Nothing really sharpens one's appreciation for civics like a good ole-fashioned constitutional crisis.
Nixon resigned both before he could be properly impeached and when I was about two months old, so I confess I didn't pay nearly as much attention to the process then as I maybe could have. At that age a boy has little room in his underdeveloped mind for any subject outside of breasts, sleeping and explosive gastrointestinal processing. But that ultimately wears off by the age of... um...
When Bill Clinton was impeached in 1998, not only was I old enough to know what was going on, I was, like, a voter and everything. I turned 18 in 1992, so that was my first election, the first Clinton one. Right there at the dawn of my political awakening, there Billy Jeff Clinton was, instilling in me the fundamental political principles that drive me. To this day, the first things I look for in a candidate to support are outward displays of human empathy, the ability to articulate a complex socio-political vision and saxophone proficiency. All things being equal, deep down I know I want me a dick-slangin' intern-bangin' former-evil-empire-defangin' man of fiery middle-of-the-road pragmatism at the podium giving us all the tiny nonthreatening thumb gesture of pure reassurance.
So unlike '74, in '98 I was all the way plugged in to the process. Hey, did you know you could be successfully impeached but not have to leave office? Turns out that's true! There are whole sections about it in the Constitution! The actual one, not just the parts we remember from Schoolhouse Rock. The same way every four years in an Olympic cycle I become conversant in the mechanics of a proper platform dive ("Oh, over-rotation, too much splash... The form on the tuck was OK, but she just couldn't rip the entry..."), I became a Constitutional legal scholar on Article Two, Section Four. Those bums on the Republican side were coming for MY president. Like a few paltry acts of spectacularly indefensible personal judgment were enough to consider disqualifying a person from executive office. Today it sounds laughably quaint.
Sure, there's been impeachment talk since before the inauguration of the current stupid president and all his stupid advisors, but the latest outrage is that on top of threats of nuclear war and an open disdain for American citizens bludgeoned by natural disasters, now the Trump administration is forcing me to try to figure out what the fuck is up with the 25th Amendment. Like, just because he's going batshit, which we all knew he would, now I have homework? One more indignity on the pile, I guess.
Apparently the amendment was passed after Kennedy was shot by Tommy Lee Jones or whoever so that if the president was left in an incapacitated state, the Cabinet (without the interference of Congress) could decide by an internal vote to remove the president from office. The idea seems to have been born out of the possible outcome of a president being shot but not immediately dying or like Woodrow Wilson having himself a stroke, leaving his wife to be president because nobody could figure out what the fuck else to do.
Now the idea is being floated that Mike Pence and all the angry generals Trump was so excited about hanging out with he gave them civilian jobs in the executive branch, could join together and vote Trump out of office; not because he's had a stroke or anything but just because he's a giant fucking baby on year 70 of a sustained temper tantrum. Basically there are no boxes to check on the 25th Amendment, so the plan would be to invent one that says "Emotional and Intellectual Capacity of a 9-year-old (with apologies to actual 9-year-olds)," check the box they just drew and then trundle him off back to his Bond villain lair in NYC.

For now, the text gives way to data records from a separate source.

//! Small helpers for the environment-variable overlay used by both services'
//! config loading (spec §6: `API_BASE_URL`, `BILLING_ENABLED`, `PORT`, ...).

use std::env::VarError;

/// Read a required environment variable, mapping a missing/invalid value to
/// a `common::Error::Config`.
pub fn required(name: &str) -> crate::Result<String> {
    std::env::var(name).map_err(|e| match e {
        VarError::NotPresent => crate::Error::Config(format!("missing required env var {name}")),
        VarError::NotUnicode(_) => {
            crate::Error::Config(format!("env var {name} is not valid UTF-8"))
        }
    })
}

/// Read an optional environment variable.
pub fn optional(name: &str) -> Option<String> {
    std::env::var(name).ok()
}

/// Read a boolean environment variable ("1"/"true"/"yes" are truthy,
/// case-insensitive), defaulting to `default` when unset.
pub fn flag(name: &str, default: bool) -> bool {
    match std::env::var(name) {
        Ok(v) => matches!(v.to_lowercase().as_str(), "1" | "true" | "yes"),
        Err(_) => default,
    }
}

/// Read a numeric environment variable, defaulting to `default` when unset
/// or unparsable.
pub fn number(name: &str, default: u16) -> u16 {
    std::env::var(name)
        .ok()
        .and_then(|v| v.parse().ok())
        .unwrap_or(default)
}

#[cfg(test)]
mod tests {
    use super::*;
    use std::sync::Mutex;

    // Environment variable tests must not run concurrently with each other.
    static ENV_LOCK: Mutex<()> = Mutex::new(());

    #[test]
    fn flag_recognizes_truthy_values() {
        let _guard = ENV_LOCK.lock().unwrap();
        unsafe { std::env::set_var("COMMON_TEST_FLAG", "TRUE") };
        assert!(flag("COMMON_TEST_FLAG", false));
        unsafe { std::env::remove_var("COMMON_TEST_FLAG") };
    }

    #[test]
    fn flag_defaults_when_unset() {
        let _guard = ENV_LOCK.lock().unwrap();
        unsafe { std::env::remove_var("COMMON_TEST_FLAG_UNSET") };
        assert!(!flag("COMMON_TEST_FLAG_UNSET", false));
        assert!(flag("COMMON_TEST_FLAG_UNSET", true));
    }

    #[test]
    fn number_parses_or_defaults() {
        let _guard = ENV_LOCK.lock().unwrap();
        unsafe { std::env::set_var("COMMON_TEST_PORT", "8099") };
        assert_eq!(number("COMMON_TEST_PORT", 3000), 8099);
        unsafe { std::env::set_var("COMMON_TEST_PORT", "not-a-number") };
        assert_eq!(number("COMMON_TEST_PORT", 3000), 3000);
        unsafe { std::env::remove_var("COMMON_TEST_PORT") };
    }

    #[test]
    fn required_reports_missing() {
        let _guard = ENV_LOCK.lock().unwrap();
        unsafe { std::env::remove_var("COMMON_TEST_REQUIRED") };
        assert!(required("COMMON_TEST_REQUIRED").is_err());
    }
}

I don't really have a problem imagining a post-Trump United States. But this strikes me mostly as mad liberal fantasy. I think one of the worst thing lefties fear is winning the House and Senate back in 2018. Certainly a case could be made for impeachment on the Russia stuff alone, but in a Democrat Congress, now it looks like a political coup akin to 1998 (especially after the debacle of the 2016 election) for partisan reasons, something the GOP can run elections on indefinitely into the future. Especially if they swing and miss and President Cantaloupe gets to stay. But if the Cabinet turns on him, well, look, it's not only Republicans who did it, it was his closest guys! And whom do we call to sweep in a clean up this mess, and who happens to be holding a mandate for single-payer health care and other exciting ideas for immediate veto by President Michael Pence? Hey, Nancy Pelosi and Chuck Schumer... yay?